7.3 In respect of Employment traces, a successful trace is defined as either
7.3.1 The subjects Employer details are provided; or
7.3.2 The subject is confirmed as being self-employed; or
7.3.3 The subject is confirmed as being unemployed;
7.4 Clients may, request a re-trace within 90 (ninety) days of the original report being issued, subject to the following Terms;
7.4.1 Where information supplied by us is found to have been incorrect at the time of the original report, a full credit of the fee will be issued to you; or
7.4.2 Subject to 7.4.1 where new information is obtained in the course of the re-check, the new information will be supplied to you at an agreed fee; or
7.4.3 Where information is found to have been correct at the time of the original report, and where that information is still considered by us to be correct, or an approximate date of leaving after the original report was issued is confirmed and/or supplied to you, a further fee equivalent to 50% (fifty per cent) of the original trace fee shall be charged to you; or
7.4.4 Where information is found to have been correct at the time of the original report and where further information is obtained in the course of the re-check, a further fee equivalent to the original fee shall become payable;
7.5 Clients may request a re-trace after the expiry of 90 (ninety) days, however this shall be treated as a new trace, regardless of any information that subsequently comes to light regarding the original report.
8. Service of Documents
8.1 The collection and delivery to and/or from a Clients premises, and/or designated collection or delivery point shall, be subject to a fee, as advised to the Client, based on location and distance from us.

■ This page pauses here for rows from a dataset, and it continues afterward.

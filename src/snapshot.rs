//! Plain-text snapshot of the board, overwritten each cycle. The kiosk
//! analog of pointing a picture frame at an exported image: anything that
//! can read a file can mirror the display.

use chrono::{DateTime, Local};
use scoreboard_api::{DisplayRecord, StatusMode, TeamLine};
use std::fmt::Write as _;
use std::path::Path;

pub fn write_snapshot(
    path: &Path,
    team: &str,
    record: Option<&DisplayRecord>,
    updated: Option<DateTime<Local>>,
) -> std::io::Result<()> {
    std::fs::write(path, render_snapshot(team, record, updated))
}

pub fn render_snapshot(
    team: &str,
    record: Option<&DisplayRecord>,
    updated: Option<DateTime<Local>>,
) -> String {
    let mut out = String::new();
    let _ = writeln!(out, "==== {team} SCOREBOARD ====");

    match record {
        None => {
            let _ = writeln!(out, "No game today for {team}.");
        }
        Some(record) => match record.mode {
            StatusMode::Scheduled => {
                let start = record.start_time.as_deref().unwrap_or(&record.detail);
                for team in [&record.away, &record.home] {
                    let _ = writeln!(
                        out,
                        "{:<5} {:<16} {:>6}",
                        team.abbrev,
                        starter_text(team),
                        odds_text(team)
                    );
                }
                let _ = writeln!(out, "First pitch/tip: {start}");
            }
            StatusMode::Live | StatusMode::Final => {
                render_linescore(&mut out, record);
                let _ = writeln!(out, "{}", record.detail);
                if let Some(sit) = record.situation.as_ref() {
                    let _ = writeln!(out, "{}", sit.summary());
                }
                if let Some(winner) = record.winner_abbrev() {
                    let _ = writeln!(out, "{winner} WIN!");
                }
            }
            StatusMode::Unknown => {
                let _ = writeln!(out, "{:<5} {:>4}", record.away.abbrev, record.away.score);
                let _ = writeln!(out, "{:<5} {:>4}", record.home.abbrev, record.home.score);
                let _ = writeln!(out, "{}", record.detail);
            }
        },
    }

    if let Some(updated) = updated {
        let _ = writeln!(out, "Last updated {}", updated.format("%H:%M:%S"));
    }
    out
}

fn render_linescore(out: &mut String, record: &DisplayRecord) {
    let periods = record
        .away
        .linescores
        .len()
        .max(record.home.linescores.len());
    let show_hits_errors = record.away.hits.is_some() || record.home.hits.is_some();

    let _ = write!(out, "{:<5}", "");
    for p in 1..=periods {
        let _ = write!(out, " {p:>2}");
    }
    let _ = write!(out, "  {:>3}", "R");
    if show_hits_errors {
        let _ = write!(out, " {:>2} {:>2}", "H", "E");
    }
    let _ = writeln!(out);

    for team in [&record.away, &record.home] {
        render_team_row(out, team, periods, show_hits_errors);
    }
}

fn render_team_row(out: &mut String, team: &TeamLine, periods: usize, show_hits_errors: bool) {
    let _ = write!(out, "{:<5}", team.abbrev);
    for idx in 0..periods {
        let cell = team
            .linescores
            .get(idx)
            .copied()
            .flatten()
            .map(|v| v.to_string())
            .unwrap_or_default();
        let _ = write!(out, " {cell:>2}");
    }
    let _ = write!(out, "  {:>3}", team.score);
    if show_hits_errors {
        let _ = write!(
            out,
            " {:>2} {:>2}",
            count_text(team.hits),
            count_text(team.errors)
        );
    }
    let _ = writeln!(out);
}

fn odds_text(team: &TeamLine) -> String {
    team.moneyline.clone().unwrap_or_else(|| "N/A".to_owned())
}

fn starter_text(team: &TeamLine) -> String {
    team.starter.clone().unwrap_or_default()
}

fn count_text(value: Option<u32>) -> String {
    value.map(|v| v.to_string()).unwrap_or_default()
}

#[cfg(test)]
mod tests {
    use super::*;
    use scoreboard_api::{Side, TeamLine};

    fn team(abbrev: &str, score: &str) -> TeamLine {
        TeamLine {
            abbrev: abbrev.to_owned(),
            score: score.to_owned(),
            ..TeamLine::missing()
        }
    }

    #[test]
    fn no_game_snapshot_names_the_team() {
        let text = render_snapshot("WSH", None, None);
        assert!(text.contains("No game today for WSH."));
    }

    #[test]
    fn scheduled_snapshot_shows_starters_odds_and_start() {
        let mut away = team("NYY", "");
        away.moneyline = Some("-150".to_owned());
        away.starter = Some("G. Cole".to_owned());
        let record = DisplayRecord {
            away,
            home: team("BAL", ""),
            mode: StatusMode::Scheduled,
            detail: "Tue, 7:05 PM EST".to_owned(),
            start_time: Some("7:05 PM".to_owned()),
            ..Default::default()
        };
        let text = render_snapshot("NYY", Some(&record), None);
        assert!(text.contains("G. Cole"));
        assert!(text.contains("-150"));
        assert!(text.contains("First pitch/tip: 7:05 PM"));
        assert!(text.contains("N/A"), "missing odds fall back to N/A");
    }

    #[test]
    fn live_snapshot_blanks_unplayed_innings() {
        let mut away = team("NYY", "4");
        away.linescores = vec![Some(1), None, Some(3)];
        away.hits = Some(8);
        away.errors = Some(0);
        let mut home = team("BAL", "2");
        home.linescores = vec![Some(2)];
        home.hits = Some(5);
        home.errors = Some(1);
        let record = DisplayRecord {
            away,
            home,
            mode: StatusMode::Live,
            detail: "Top 4th".to_owned(),
            ..Default::default()
        };
        let text = render_snapshot("NYY", Some(&record), None);
        assert!(text.contains("NYY    1     3    4  8  0"));
        assert!(text.contains("Top 4th"));
    }

    #[test]
    fn final_snapshot_carries_winner_banner() {
        let record = DisplayRecord {
            away: team("NYY", "5"),
            home: team("BAL", "3"),
            mode: StatusMode::Final,
            detail: "Final".to_owned(),
            winner: Some(Side::Away),
            ..Default::default()
        };
        let text = render_snapshot("NYY", Some(&record), None);
        assert!(text.contains("NYY WIN!"));
    }
}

8.2 The Services shall be carried out in accordance with the provisions of Schedule 1 (one) of this agreement.
8.3 A witness statement, if requested, shall not attract a further fee, if the statement is limited to the details of Service or attempted Service.
8.4 If a sworn affidavit is required or requested by you, a further fee shall be payable.

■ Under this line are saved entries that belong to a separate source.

use crate::state::messages::NetworkRequest;
use std::time::Duration;
use tokio::sync::mpsc;
use tokio::time::interval;

/// Periodic board refresh at the configured poll interval.
pub struct PeriodicRefresher {
    poll_interval: Duration,
    network_requests: mpsc::Sender<NetworkRequest>,
}

impl PeriodicRefresher {
    pub fn new(poll_interval: Duration, network_requests: mpsc::Sender<NetworkRequest>) -> Self {
        Self { poll_interval, network_requests }
    }

    pub async fn run(self) {
        let mut poll = interval(self.poll_interval);
        // Skip the immediate first tick so the startup fetch isn't doubled.
        poll.tick().await;

        loop {
            poll.tick().await;
            let _ = self
                .network_requests
                .send(NetworkRequest::RefreshBoard)
                .await;
        }
    }
}
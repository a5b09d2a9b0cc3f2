use crate::state::app_settings::AppSettings;
use chrono::{DateTime, Local};
use scoreboard_api::DisplayRecord;

pub struct App {
    pub settings: AppSettings,
    pub state: AppState,
}

/// One cycle's worth of display state. The board is fully overwritten by
/// each network response; nothing is merged across cycles.
#[derive(Default)]
pub struct AppState {
    pub board: Option<DisplayRecord>,
    pub no_game: bool,
    pub last_error: Option<String>,
    pub last_updated: Option<DateTime<Local>>,
    pub show_help: bool,
    pub show_logs: bool,
}

impl App {
    pub fn new(settings: AppSettings) -> Self {
        Self { settings, state: AppState::default() }
    }

    // -----------------------------------------------------------------------
    // Network response handlers — called from main_ui_loop
    // -----------------------------------------------------------------------

    pub fn on_board_loaded(&mut self, record: DisplayRecord) {
        self.state.board = Some(record);
        self.state.no_game = false;
        self.state.last_error = None;
        self.state.last_updated = Some(Local::now());
    }

    pub fn on_no_game(&mut self) {
        self.state.board = None;
        self.state.no_game = true;
        self.state.last_error = None;
        self.state.last_updated = Some(Local::now());
    }

    /// Failed cycles degrade to the placeholder display; polling continues.
    pub fn on_error(&mut self, message: String) {
        self.state.board = None;
        self.state.no_game = false;
        self.state.last_error = Some(message);
    }

    pub fn toggle_show_logs(&mut self) {
        self.state.show_logs = !self.state.show_logs;
    }

    pub fn toggle_help(&mut self) {
        self.state.show_help = !self.state.show_help;
    }
}

#[cfg(test)]
mod tests {
    use super::*;
    use scoreboard_api::StatusMode;

    #[test]
    fn error_clears_the_previous_board() {
        let mut app = App::new(AppSettings::default());
        app.on_board_loaded(DisplayRecord {
            mode: StatusMode::Live,
            ..Default::default()
        });
        assert!(app.state.board.is_some());

        app.on_error("boom".into());
        assert!(app.state.board.is_none());
        assert_eq!(app.state.last_error.as_deref(), Some("boom"));
    }

    #[test]
    fn successful_load_clears_a_previous_error() {
        let mut app = App::new(AppSettings::default());
        app.on_error("boom".into());
        app.on_board_loaded(DisplayRecord::default());
        assert!(app.state.last_error.is_none());
        assert!(app.state.last_updated.is_some());
    }

    #[test]
    fn no_game_is_not_an_error() {
        let mut app = App::new(AppSettings::default());
        app.on_no_game();
        assert!(app.state.no_game);
        assert!(app.state.last_error.is_none());
        assert!(app.state.board.is_none());
    }
}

8.5 A witness statement or sworn affidavit that is requested following the original witness statement or affidavit, shall incur an extra fee.

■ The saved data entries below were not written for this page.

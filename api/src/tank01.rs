/// Wire types for the Tank01 MLB line-score feed on RapidAPI.
/// Endpoint: https://tank01-mlb-live-in-game-real-time-statistics.p.rapidapi.com/getMLBScoresOnly
///
/// Unlike ESPN, games come back as a map keyed by game id, and every numeric
/// field is a string.
use serde::Deserialize;
use std::collections::BTreeMap;

#[derive(Deserialize, Default, Debug)]
pub struct Tank01Response {
    #[serde(default)]
    pub body: BTreeMap<String, Tank01Game>,
}

#[derive(Deserialize, Default, Debug, Clone)]
#[serde(rename_all = "camelCase")]
pub struct Tank01Game {
    pub home: Option<String>, // team abbreviation, e.g. "NYY"
    pub away: Option<String>,
    /// "Top 4th", "Bottom 9th", or "Final".
    pub current_inning: Option<String>,
    pub current_outs: Option<String>,
    /// Balls-strikes, e.g. "1-2".
    pub current_count: Option<String>,
    pub line_score: Option<Tank01LineScore>,
}

#[derive(Deserialize, Default, Debug, Clone)]
pub struct Tank01LineScore {
    pub home: Option<Tank01TeamLine>,
    pub away: Option<Tank01TeamLine>,
}

#[derive(Deserialize, Default, Debug, Clone)]
pub struct Tank01TeamLine {
    #[serde(rename = "R")]
    pub runs: Option<String>,
    #[serde(rename = "H")]
    pub hits: Option<String>,
    #[serde(rename = "E")]
    pub errors: Option<String>,
    /// Keyed by inning number as a string ("1".."9"); innings not yet played
    /// are simply absent.
    #[serde(rename = "scoresByInning", default)]
    pub scores_by_inning: BTreeMap<String, String>,
}
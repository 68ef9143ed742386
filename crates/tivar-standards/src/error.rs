//! Error types for catalog and token table loading.

use std::path::PathBuf;
use thiserror::Error;

/// Errors that can occur when loading models or token tables.
#[derive(Debug, Error)]
#[non_exhaustive]
pub enum StandardsError {
    /// Token table file not found.
    #[error("token table not found: {path}")]
    FileNotFound { path: PathBuf },

    /// Failed to read or parse a token CSV.
    #[error("failed to read token table {source_name}: {source}")]
    CsvRead {
        source_name: String,
        #[source]
        source: csv::Error,
    },

    /// A token row whose byte column is not one or two hex bytes.
    #[error("invalid token bytes '{value}' in {source_name} (line {line})")]
    InvalidTokenBytes {
        value: String,
        source_name: String,
        line: u64,
    },

    /// A token row with an empty display string.
    #[error("empty display string for token {bytes} in {source_name}")]
    EmptyDisplay { bytes: String, source_name: String },

    /// Model name that is not in the catalog.
    #[error("unknown model: {name}")]
    UnknownModel { name: String },

    /// I/O error.
    #[error("I/O error: {0}")]
    Io(#[from] std::io::Error),
}

/// Result type for catalog and token table operations.
pub type Result<T> = std::result::Result<T, StandardsError>;
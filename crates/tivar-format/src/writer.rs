//! Variable file writer.

use std::io::{BufWriter, Write};

use tivar_standards::Model;

use crate::diagnostics::Diagnostics;
use crate::entry::Entry;
use crate::error::Result;
use crate::header::Header;
use crate::var::TiVar;

/// Variable file writer.
pub struct VarWriter<W: Write> {
    writer: BufWriter<W>,
}

impl<W: Write> VarWriter<W> {
    /// Create a new writer.
    pub fn new(writer: W) -> Self {
        Self {
            writer: BufWriter::new(writer),
        }
    }

    /// Write a whole file. The checksum is always recomputed.
    ///
    /// Files whose lengths overflow their 2-byte fields are rejected before
    /// anything is written.
    pub fn write_var(mut self, var: &TiVar) -> Result<()> {
        let bytes = var.try_bytes()?;
        self.writer.write_all(&bytes)?;
        self.writer.flush()?;
        tracing::debug!(
            entries = var.entries().len(),
            bytes = var.length(),
            "wrote variable file"
        );
        Ok(())
    }

    /// Wrap a single entry in a file and write it.
    ///
    /// Returns the diagnostics raised while building the container.
    pub fn write_entry(
        self,
        entry: Entry,
        header: Option<Header>,
        model: Option<&'static Model>,
    ) -> Result<Diagnostics> {
        let (var, diagnostics) = entry.export(header, model).into_parts();
        self.write_var(&var)?;
        Ok(diagnostics)
    }
}
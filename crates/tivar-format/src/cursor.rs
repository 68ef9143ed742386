//! Bounds-tolerant little-endian reads over a byte slice.

use crate::diagnostics::{DiagnosticCode, Diagnostics, Location, Section};
use crate::error::{Result, VarError};

/// Forward-only reader that never fails.
///
/// Fixed-width fields past the end of input are zero-filled and reported
/// as [`DiagnosticCode::Truncated`].
pub(crate) struct ByteCursor<'a> {
    data: &'a [u8],
    pos: usize,
    section: Section,
}

impl<'a> ByteCursor<'a> {
    pub(crate) fn new(data: &'a [u8], section: Section) -> Self {
        Self {
            data,
            pos: 0,
            section,
        }
    }

    pub(crate) fn position(&self) -> usize {
        self.pos
    }

    /// Bytes not yet consumed.
    pub(crate) fn rest(&self) -> &'a [u8] {
        &self.data[self.pos.min(self.data.len())..]
    }

    pub(crate) fn location(&self, field: &'static str) -> Location {
        Location {
            section: self.section,
            field,
            offset: Some(self.pos),
        }
    }

    /// Take up to `len` bytes, reporting a shortfall.
    pub(crate) fn take(
        &mut self,
        len: usize,
        field: &'static str,
        diagnostics: &mut Diagnostics,
    ) -> &'a [u8] {
        let rest = self.rest();
        if rest.len() < len {
            diagnostics.report(
                DiagnosticCode::Truncated,
                self.location(field),
                format!("expected {len} byte(s) of {field}, got {}", rest.len()),
            );
        }
        let taken = &rest[..len.min(rest.len())];
        self.pos += taken.len();
        taken
    }

    /// Take a fixed-width field, zero-filling a shortfall.
    pub(crate) fn array<const N: usize>(
        &mut self,
        field: &'static str,
        diagnostics: &mut Diagnostics,
    ) -> [u8; N] {
        let mut out = [0u8; N];
        let taken = self.take(N, field, diagnostics);
        out[..taken.len()].copy_from_slice(taken);
        out
    }

    pub(crate) fn u8(&mut self, field: &'static str, diagnostics: &mut Diagnostics) -> u8 {
        let [byte] = self.array::<1>(field, diagnostics);
        byte
    }

    pub(crate) fn u16_le(&mut self, field: &'static str, diagnostics: &mut Diagnostics) -> u16 {
        u16::from_le_bytes(self.array::<2>(field, diagnostics))
    }
}

/// A length as a 2-byte little-endian field.
pub(crate) fn length_field(field: &'static str, length: usize) -> Result<[u8; 2]> {
    u16::try_from(length)
        .map(u16::to_le_bytes)
        .map_err(|_| VarError::DataTooLarge { field, length })
}

#[cfg(test)]
mod tests {
    use super::*;

    #[test]
    fn test_zero_fill() {
        let mut diagnostics = Diagnostics::new();
        let mut cursor = ByteCursor::new(&[0x34, 0x12, 0xAB], Section::Header);

        assert_eq!(cursor.u16_le("length", &mut diagnostics), 0x1234);
        assert!(diagnostics.is_empty());

        assert_eq!(cursor.array::<3>("name", &mut diagnostics), [0xAB, 0, 0]);
        assert!(diagnostics.has(DiagnosticCode::Truncated));
        assert!(cursor.rest().is_empty());
        assert_eq!(cursor.position(), 3);
    }

    #[test]
    fn test_length_field_rejects_overflow() {
        assert_eq!(length_field("data", 0x0102).unwrap(), [0x02, 0x01]);
        assert_eq!(length_field("data", 0xFFFF).unwrap(), [0xFF, 0xFF]);
        assert!(matches!(
            length_field("data", 0x1_0000),
            Err(VarError::DataTooLarge {
                field: "data",
                length: 0x1_0000
            })
        ));
    }
}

8.6 You shall supply us with documents to be served, in triplicate. Should you not do so, you will be liable to further fees, in accordance with Clause 10.5 of this Agreement.
8.7 Postage and/or Courier Fees shall be charged to you where
8.7.1 The documents constitute a large or bulky item, in excess of an C4 size envelope;
8.7.2 Where a Courier is instructed to collect and deliver;
8.7.3 Where a signed for, international signed for, or Special Delivery, with or with additional compensation is utilised;
8.7.4 In accordance with Clause 8.1.
9. Debt Collection
9.1 We maintain a separate unregulated Client account, and operate it in respect of our Debt Collection activities, in accordance with Clause 11 of the Agreement.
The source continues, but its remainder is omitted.